После этого мне оставались лишь море, и небо, и тихая молитва на спине в лодке посреди залива — лучший вид молитвы, потому что в любую минуту можешь пойти ко дну, вполне подготовленно и законно.
До свиданья, милый мой Яков.
Письмо двенадцатое
12 ноября
О, сколько я пережил, дорогой Яков, со времени твоего последнего приезда ко мне и что мне выпало на долю! Она действительно уходит от меня, и я даже не знаю к тому, может, ни к кому, а мне даже трудно понять, в чем вся тяжесть и горечь этой перемены, этого краха наших никогда не бывших слишком уж радостными и радужными отношений. Кажется, главное здесь — моя обида, все время хочется обвинять ее в чем-то и упрекать. Между тем упрекать ее особенно не в чем. Я не мог утвердить себя в семье, не смог сделать себя нужным. Да и в любом случае — даже если она сколько-то любила меня, то ведь вполне могла за все это время и разлюбить. Даже если любила… Вот тут, наверно, главное. Хочется обвинять ее в том, что когда-то она уступила мне не любя, но я-то в конце концов мог видеть, что она просто уступает моей любви и моей настойчивости, каким-то не вполне для меня ясным домашним трудностям, мог видеть и должен был поступать как предвидящий последствия умный и взрослый человек…

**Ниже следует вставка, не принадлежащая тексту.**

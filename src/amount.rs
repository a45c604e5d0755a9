use serde::{Serialize, Serializer};
use std::fmt;

/// Balances within this many currency units of zero are treated as settled.
pub const EPSILON: f64 = 0.01;

/// Scaled values this close below a half cent still round up.
const HALF_CENT_BIAS: f64 = 1e-6;

/// Whether a floating-point balance is close enough to zero to be ignored.
pub fn is_negligible(value: f64) -> bool {
    value.abs() <= EPSILON
}

/// Fixed-point money with 2 decimal places, stored as integer cents.
#[derive(Debug, Clone, Copy, PartialEq, Eq, PartialOrd, Ord, Hash, Default)]
pub struct Amount(i64);

impl Amount {
    const SCALE: i64 = 100;

    /// Round a currency value to the nearest cent, halves away from zero.
    ///
    /// Decimal halves such as 1.005 land just below the half once scaled, so
    /// the scaled value is nudged away from zero before rounding.
    pub fn from_float(value: f64) -> Self {
        let scaled = value * Self::SCALE as f64;
        Amount((scaled + scaled.signum() * HALF_CENT_BIAS).round() as i64)
    }

    /// Round a currency value down to the cent, returning the fraction of a
    /// cent that was dropped.
    pub fn floor_float(value: f64) -> (Self, f64) {
        let scaled = value * Self::SCALE as f64;
        let floor = scaled.floor();
        (Amount(floor as i64), scaled - floor)
    }

    pub fn from_cents(cents: i64) -> Self {
        Amount(cents)
    }

    pub fn cents(self) -> i64 {
        self.0
    }

    pub fn to_float(self) -> f64 {
        self.0 as f64 / Self::SCALE as f64
    }

    pub fn is_zero(self) -> bool {
        self.0 == 0
    }
}

impl fmt::Display for Amount {
    fn fmt(&self, f: &mut fmt::Formatter<'_>) -> fmt::Result {
        let sign = if self.0 < 0 { "-" } else { "" };
        let abs = self.0.abs();
        let whole = abs / Self::SCALE;
        let frac = abs % Self::SCALE;
        write!(f, "{sign}{whole}.{frac:02}")
    }
}

impl Serialize for Amount {
    fn serialize<S: Serializer>(&self, serializer: S) -> Result<S::Ok, S::Error> {
        serializer.collect_str(self)
    }
}

impl std::ops::AddAssign for Amount {
    fn add_assign(&mut self, rhs: Self) {
        self.0 += rhs.0;
    }
}

impl std::ops::SubAssign for Amount {
    fn sub_assign(&mut self, rhs: Self) {
        self.0 -= rhs.0;
    }
}

impl std::ops::Neg for Amount {
    type Output = Self;

    fn neg(self) -> Self::Output {
        Amount(-self.0)
    }
}
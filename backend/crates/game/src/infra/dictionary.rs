//! Dictionary assembly
//!
//! Layer order: preset sample words, builtin words, word list file, then the
//! cached remote pair.

use std::sync::Arc;

use reqwest::Url;

use crate::application::config::DictionaryConfig;
use crate::domain::dictionary::{CachedSource, Dictionary, StaticWordSet, WordSource};
use crate::domain::presets::{PresetPool, builtin_words};
use crate::domain::repository::DictionaryCache;
use crate::error::{GameError, GameResult};
use crate::infra::remote::{DictionaryApiSource, WiktionarySource};
use crate::infra::word_list::load_word_list;

/// Layers that never leave the process
pub fn offline_layers(presets: &PresetPool) -> Vec<Arc<dyn WordSource>> {
    let samples: Arc<dyn WordSource> = Arc::new(StaticWordSet::new(
        "presets",
        presets.sample_words().cloned(),
    ));
    let builtin: Arc<dyn WordSource> = Arc::new(StaticWordSet::new("builtin", builtin_words()));
    vec![samples, builtin]
}

/// Both remote services behind one verdict cache
pub fn remote_layer<C>(config: &DictionaryConfig, cache: Arc<C>) -> GameResult<Arc<dyn WordSource>>
where
    C: DictionaryCache + Send + Sync + 'static,
{
    let client = platform::http::outbound_client(&config.outbound())
        .map_err(|e| GameError::Internal(format!("http client: {e}")))?;
    let api_url = parse_url(&config.dictionary_api_url)?;
    let wiki_url = parse_url(&config.wiktionary_api_url)?;

    let api: Arc<dyn WordSource> = Arc::new(DictionaryApiSource::new(client.clone(), api_url));
    let wiki: Arc<dyn WordSource> = Arc::new(WiktionarySource::new(client, wiki_url));
    let chain = Dictionary::new(vec![api, wiki]);

    Ok(Arc::new(CachedSource::new(
        chain,
        cache,
        config.cache_ttl_chrono(),
    )))
}

/// Assemble the full dictionary, reading the word list once.
pub async fn build_dictionary<C>(
    config: &DictionaryConfig,
    presets: &PresetPool,
    cache: Arc<C>,
) -> GameResult<Dictionary>
where
    C: DictionaryCache + Send + Sync + 'static,
{
    let mut layers = offline_layers(presets);

    if let Some(path) = &config.word_list_path {
        layers.push(Arc::new(load_word_list(path).await));
    }
    if config.remote_enabled {
        layers.push(remote_layer(config, cache)?);
    }

    let dictionary = Dictionary::new(layers);
    tracing::info!(layers = ?dictionary.layer_names(), "Dictionary ready");
    Ok(dictionary)
}

fn parse_url(raw: &str) -> GameResult<Url> {
    Url::parse(raw).map_err(|e| GameError::Internal(format!("invalid dictionary url {raw}: {e}")))
}
//! Outbound HTTP
//!
//! Every call leaving the process goes through a client built here, so none
//! of them can hang past its timeout.

use std::time::Duration;

/// Outbound client settings
#[derive(Debug, Clone)]
pub struct OutboundConfig {
    pub user_agent: String,
    /// Upper bound for a whole request (connect + response body)
    pub timeout: Duration,
}

impl Default for OutboundConfig {
    fn default() -> Self {
        Self {
            user_agent: concat!("word-rush/", env!("CARGO_PKG_VERSION")).to_string(),
            timeout: Duration::from_secs(5),
        }
    }
}

/// Build a `reqwest::Client` that always carries the timeout and User-Agent.
///
/// The connect phase gets the same budget, capped so a dead host fails fast.
pub fn outbound_client(config: &OutboundConfig) -> Result<reqwest::Client, reqwest::Error> {
    reqwest::Client::builder()
        .user_agent(config.user_agent.clone())
        .timeout(config.timeout)
        .connect_timeout(config.timeout.min(Duration::from_secs(3)))
        .build()
}

#[cfg(test)]
mod tests {
    use super::*;

    #[test]
    fn test_default_config() {
        let config = OutboundConfig::default();
        assert_eq!(config.timeout, Duration::from_secs(5));
        assert!(config.user_agent.starts_with("word-rush/"));
    }

    #[test]
    fn test_client_builds() {
        let config = OutboundConfig {
            user_agent: "test-agent/1.0".to_string(),
            timeout: Duration::from_millis(200),
        };
        assert!(outbound_client(&config).is_ok());
    }

    #[tokio::test]
    async fn test_unreachable_host_fails_within_timeout() {
        let config = OutboundConfig {
            user_agent: "test-agent/1.0".to_string(),
            timeout: Duration::from_millis(300),
        };
        let client = outbound_client(&config).unwrap();

        // Port 9 (discard) is closed on loopback in practice.
        let started = std::time::Instant::now();
        let result = client.get("http://127.0.0.1:9/").send().await;
        assert!(result.is_err());
        assert!(started.elapsed() < Duration::from_secs(5));
    }
}
//! Platform Crate - Technical Infrastructure
//!
//! Shared technical foundations for the backend:
//! - Requester identification from gateway-supplied headers
//! - Outbound HTTP client construction (timeouts, User-Agent)

pub mod client;
pub mod http;
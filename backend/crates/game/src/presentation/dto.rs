//! API DTOs (Data Transfer Objects)

use axum::extract::FromRequest;
use kernel::id::GameSessionId;
use serde::{Deserialize, Serialize};

use crate::domain::entities::PlayerAccount;
use crate::domain::value_objects::Word;
use crate::error::GameError;

/// JSON request body whose rejections render as `INVALID_INPUT` problems
#[derive(Debug, FromRequest)]
#[from_request(via(axum::Json), rejection(GameError))]
pub struct GameJson<T>(pub T);

pub(crate) fn word_strings(words: Vec<Word>) -> Vec<String> {
    words.into_iter().map(Word::into_string).collect()
}

/// Response for POST /api/game/start
#[derive(Debug, Clone, Serialize, Deserialize)]
#[serde(rename_all = "camelCase")]
pub struct StartResponse {
    pub session_id: GameSessionId,
    pub letters: Vec<String>,
    pub free_swaps_left: u32,
    pub gems: u32,
    pub round_seconds: u32,
    pub hint_words: Vec<String>,
}

/// Request for POST /api/game/swap and /api/game/reveal-hints
#[derive(Debug, Clone, Deserialize)]
#[serde(rename_all = "camelCase")]
pub struct SessionRequest {
    pub session_id: GameSessionId,
}

/// Response for POST /api/game/swap
#[derive(Debug, Clone, Serialize, Deserialize)]
#[serde(rename_all = "camelCase")]
pub struct SwapResponse {
    pub letters: Vec<String>,
    pub free_swaps_left: u32,
    pub gems: u32,
    pub hint_words: Vec<String>,
}

/// Response for POST /api/game/reveal-hints
#[derive(Debug, Clone, Serialize, Deserialize)]
#[serde(rename_all = "camelCase")]
pub struct HintsResponse {
    pub hint_words: Vec<String>,
    pub gems: u32,
    pub free_swaps_left: u32,
}

/// Request for POST /api/game/check-word
#[derive(Debug, Clone, Deserialize)]
#[serde(rename_all = "camelCase")]
pub struct CheckWordRequest {
    pub session_id: GameSessionId,
    pub word: String,
}

/// Response for POST /api/game/check-word
#[derive(Debug, Clone, Serialize, Deserialize)]
pub struct CheckWordResponse {
    pub word: String,
}

/// Request for POST /api/game/submit
#[derive(Debug, Clone, Deserialize)]
#[serde(rename_all = "camelCase")]
pub struct SubmitRequest {
    pub session_id: GameSessionId,
    #[serde(default)]
    pub words: Vec<String>,
    pub duration_seconds: i64,
}

/// Response for POST /api/game/submit
#[derive(Debug, Clone, Serialize, Deserialize)]
#[serde(rename_all = "camelCase")]
pub struct SubmitResponse {
    pub score: u32,
    pub gems_earned: u32,
    pub gems_total: u32,
    pub free_swaps_left: u32,
    pub letters: Vec<String>,
    pub words: Vec<String>,
}

/// Request for POST /api/game/buy-swaps
#[derive(Debug, Clone, Deserialize)]
pub struct BuySwapsRequest {
    pub pack: u32,
}

/// Response for POST /api/game/buy-swaps
#[derive(Debug, Clone, Serialize, Deserialize)]
#[serde(rename_all = "camelCase")]
pub struct BuySwapsResponse {
    pub gems: u32,
    pub free_swaps_left: u32,
}

/// Response for GET /api/game/account
#[derive(Debug, Clone, Serialize, Deserialize)]
#[serde(rename_all = "camelCase")]
pub struct AccountResponse {
    pub gems: u32,
    pub free_swaps_left: u32,
    pub best_score: u32,
    pub total_gems: u32,
    pub total_games: u32,
}

impl From<PlayerAccount> for AccountResponse {
    fn from(account: PlayerAccount) -> Self {
        Self {
            gems: account.gems,
            free_swaps_left: account.free_swaps_left,
            best_score: account.best_score,
            total_gems: account.total_gems,
            total_games: account.total_games,
        }
    }
}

В моей нынешней обиде нет смысла, она ничего не объясняет и вовсе уж ничего не может дать на будущее. Наверное, лучше было бы учесть какие-то свои ошибки, разобраться в своей вине. Но и в этом мало смысла, дорогой Яков, потому что вина моя совершенно очевидна — перед ней, перед собой, перед ребенком. Смысл и спасение теперь, наверное, в том, чтобы обрести наконец какие-то устойчивые ценности в этом мире. Ценности, не подверженные тлену, не зависящие от колебания цен, от женского каприза или собственного сердечного недомогания. Ценности внутренние. Это бесспорно. Но как? Я уже понял, что их не дает просвещение. Их обретают в ясности духа, в ровном и незлобивом движении к небытию, в сгорании без непристойного отчаянья и обид.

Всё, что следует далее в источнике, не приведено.